这天是星期六,午饭后我照例去医院。
度过了车上昏昏欲睡的半个小时车程,我们到达了医院。下了车,我还是困得很,感觉下一秒就能在原地站着睡着。
半醒半睡地走到挂号机器台前,操作到一半时,突然响起了一阵音乐,是有人在大厅中间弹奏钢琴!
这可不是一般的音乐。
它如夜莺婉转清脆的歌声,如潺潺溪水敲击在无数鹅卵石上的声音,又如画家描绘着颠峦起伏的山峰……
不仅如此,它还像快马奔腾,不沾地的马蹄宛若扫在人们的心弦上,引其不住地颤动。
我不禁好奇,这音乐是哪位才人弹奏出来的呢?
这一刻,我瞬间清醒过来,步伐不再像先前那样慢如乌龟,反而一键get到大脑的想法,飞快地离开机器台,循着音乐看向大厅。
要不是操作的地方有栏杆拦着,我能直接走到大厅中间围观呢。
只见一位身穿红色无袖衣服,扎着乌黑利落的短马尾的小姐姐坐在凳子上,双手如同两只精灵一般弹奏着,飞跃的指尖快得让人看不清。
这耀眼的红衣服彰显了她此时的身份——一名志愿者。
我正欲定睛努力看清她的动作时,妈妈的一句话把我拉回了自己当下的现实中:“你的单子呢?”
对哦!我赶忙回头,但机器台前站满了人,早已没有了我之前那个空位,我也不记得哪台是我操作过的。
没有单子我拿什么给医生呢?但单子在哪?不会在我走之后机器自己打印出来了吧?我被无关紧要的音乐吸引走,单子却搞丢了,这可咋整?我陷入了尴尬的沉思……
妈妈当机立断,上前去翻找台上落下的单子,可一连找了好几个都没有收获。
我只好抱着有但不多的希望,重新找一台机器操作。
一顿操作猛如虎,我发现,原来单子不是被弄丢了,而是根本没有打印出来。真是虚惊一场。
钢琴声还在继续着。
我想把这美妙的音乐记录下来,于是在乘电梯的时候打开了手机里的相机,录了一小段视频。
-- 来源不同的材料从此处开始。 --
use std::sync::Arc;

use async_trait::async_trait;
use chrono::{DateTime, Utc};
use tracing::warn;
use uuid::Uuid;

use ar_core::store::Store;
use ar_core::types::Project;
use ar_core::usage_limit::UsageLimiter;
use ar_core::wake::WakeSignal;
use ar_engine::dispatcher::Dispatcher;
use ar_engine::workspace::WorkspaceManager;
use ar_integrations::cc_usage::CcUsageProvider;

use crate::event_bus::Hub;

// ---------------------------------------------------------------------------
// Optional collaborators
// ---------------------------------------------------------------------------

/// Lets the API observe and cancel running build workers. `None` degrades
/// to "nothing running, nothing to cancel".
pub trait BuildChecker: Send + Sync {
    fn is_running(&self, issue_id: Uuid) -> bool;
    fn cancel(&self, issue_id: Uuid) -> bool;
    fn active_count(&self) -> usize;
}

impl BuildChecker for Dispatcher {
    fn is_running(&self, issue_id: Uuid) -> bool {
        Dispatcher::is_running(self, issue_id)
    }

    fn cancel(&self, issue_id: Uuid) -> bool {
        Dispatcher::cancel(self, issue_id)
    }

    fn active_count(&self) -> usize {
        Dispatcher::active_count(self)
    }
}

/// Best-effort workspace cleanup on issue deletion. `None` is a no-op.
#[async_trait]
pub trait WorkspaceRemover: Send + Sync {
    async fn remove_workspace(&self, project: &Project, name: &str) -> Result<(), String>;
}

#[async_trait]
impl WorkspaceRemover for WorkspaceManager {
    async fn remove_workspace(&self, project: &Project, name: &str) -> Result<(), String> {
        self.remove(project, name).await.map_err(|e| e.to_string())
    }
}

// ---------------------------------------------------------------------------
// ApiState
// ---------------------------------------------------------------------------

/// Shared state for every HTTP/WS handler.
pub struct ApiState {
    pub store: Arc<Store>,
    pub hub: Hub,
    pub wake: WakeSignal,
    pub usage: UsageLimiter,
    pub started_at: DateTime<Utc>,
    checker: Option<Arc<dyn BuildChecker>>,
    workspace_remover: Option<Arc<dyn WorkspaceRemover>>,
    cc_usage: Option<Arc<dyn CcUsageProvider>>,
}

impl ApiState {
    pub fn new(store: Arc<Store>, hub: Hub, wake: WakeSignal, usage: UsageLimiter) -> Self {
        Self {
            store,
            hub,
            wake,
            usage,
            started_at: Utc::now(),
            checker: None,
            workspace_remover: None,
            cc_usage: None,
        }
    }

    pub fn with_checker(mut self, checker: Arc<dyn BuildChecker>) -> Self {
        self.checker = Some(checker);
        self
    }

    pub fn with_workspace_remover(mut self, remover: Arc<dyn WorkspaceRemover>) -> Self {
        self.workspace_remover = Some(remover);
        self
    }

    pub fn with_cc_usage(mut self, provider: Arc<dyn CcUsageProvider>) -> Self {
        self.cc_usage = Some(provider);
        self
    }

    pub fn uptime_seconds(&self) -> u64 {
        (Utc::now() - self.started_at).num_seconds().max(0) as u64
    }

    pub(crate) fn is_running(&self, issue_id: Uuid) -> bool {
        self.checker.as_ref().is_some_and(|c| c.is_running(issue_id))
    }

    pub(crate) fn cancel_worker(&self, issue_id: Uuid) -> bool {
        self.checker.as_ref().is_some_and(|c| c.cancel(issue_id))
    }

    pub(crate) fn active_builds(&self) -> usize {
        self.checker.as_ref().map_or(0, |c| c.active_count())
    }

    pub(crate) async fn remove_workspace_best_effort(&self, project: &Project, name: &str) {
        if name.is_empty() {
            return;
        }
        if let Some(remover) = &self.workspace_remover {
            if let Err(e) = remover.remove_workspace(project, name).await {
                warn!(workspace = name, error = %e, "workspace cleanup failed");
            }
        }
    }

    pub(crate) async fn cc_usage(&self) -> ar_integrations::cc_usage::CcUsage {
        match &self.cc_usage {
            Some(provider) => provider.usage().await,
            None => ar_integrations::cc_usage::CcUsage::unavailable(),
        }
    }
}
谁知后来我试听这个视频时,电梯运作的声音嗡嗡作响,嘈杂的杂音全然盖过了钢琴声——我录了个寂寞。
接下来就是如同往常一样的矫正。
在等待的时候,旁边有一位四五十岁的叔叔和妈妈唠嗑起来。
他说,他的大女儿也在上大学,小时候因为坐姿不端正,导致体态不是很好,所以现在他特别注意小儿子写作业时的坐姿。
但是小孩子嘛,又机灵又调皮,大人在的时候叮嘱了,坐得端端正正,大人一走,立刻塌了。
他问我多大,我应声而答:“14!”
这年头要备考中考了,所以我格外注意月份,还专门下载了一个计算时间的软件。
这软件里边不仅有我设置的中考倒计时,还有我的年龄,甚至具体到秒。因此我很快地回答出“14”。
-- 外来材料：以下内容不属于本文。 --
use std::collections::HashMap;
use std::path::Path;

use chrono::Utc;
use tokio_rusqlite::Connection;
use uuid::Uuid;

use crate::types::{ActivityEntry, ActivityKind, Issue, IssueSignals, IssueState, Project};

// ---------------------------------------------------------------------------
// Errors
// ---------------------------------------------------------------------------

/// The single error value every store operation returns.
#[derive(Debug, thiserror::Error)]
pub enum StoreError {
    #[error("not found")]
    NotFound,
    #[error("already exists")]
    AlreadyExists,
    #[error("conflict: concurrent update won")]
    Conflict,
    #[error("store error: {0}")]
    Internal(String),
}

impl From<tokio_rusqlite::Error> for StoreError {
    fn from(e: tokio_rusqlite::Error) -> Self {
        StoreError::Internal(e.to_string())
    }
}

pub type Result<T> = std::result::Result<T, StoreError>;

/// Map a unique-constraint violation to `AlreadyExists`.
fn map_insert_err(e: tokio_rusqlite::Error) -> StoreError {
    if let tokio_rusqlite::Error::Rusqlite(rusqlite::Error::SqliteFailure(f, _)) = &e {
        if f.code == rusqlite::ErrorCode::ConstraintViolation {
            return StoreError::AlreadyExists;
        }
    }
    StoreError::Internal(e.to_string())
}

// ---------------------------------------------------------------------------
// Filters
// ---------------------------------------------------------------------------

/// Optional narrowing for [`Store::list_issues`].
#[derive(Debug, Clone, Copy, Default)]
pub struct IssueFilter {
    pub project_id: Option<Uuid>,
    pub state: Option<IssueState>,
}

// ---------------------------------------------------------------------------
// Store
// ---------------------------------------------------------------------------

/// Async SQLite-backed store for projects, issues, and the activity log.
///
/// Every call is its own transaction; composite updates (issue + activity)
/// are two calls and are not globally atomic — the activity log is advisory.
pub struct Store {
    conn: Connection,
}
妈妈却说我“16”。我很纳闷,啥时候自己变得那么大了?
随后妈妈告诉我,年龄要说虚岁,这边很少有人像我一样说周岁的。
好吧,说虚岁就虚岁,但是周岁虚岁怎么相差2呢?大概是我快过生日了吧。
不过我记得有一回和朋友出去玩,被一位阿姨问年龄,我说:“16左右。”
朋友立刻驳回,“哪有?才14。”我懂了,毕竟我也不喜欢被说大。
但是现在的人到底说虚岁还是周岁?我又搞不懂了。
这次医生教了我一种新的矫正方法,试玩以后有一种从内向外的挺直,感觉走路都不一样了。
做完以后下午四点还没到,妈妈让我顺便把核酸也给做了。
好巧不巧,外面下起了雨,还不小。雨从小到大不知看了多少回,但这一次令我印象格外深刻。
倾盆大雨,让我想到一个英语谚语,“下起了猫和狗”。
雨大,风也不甘示弱。即使把伞压得很低,裤子也被打湿了一半。
今天的经历可谓一波三折,许是不幸带来了幸运。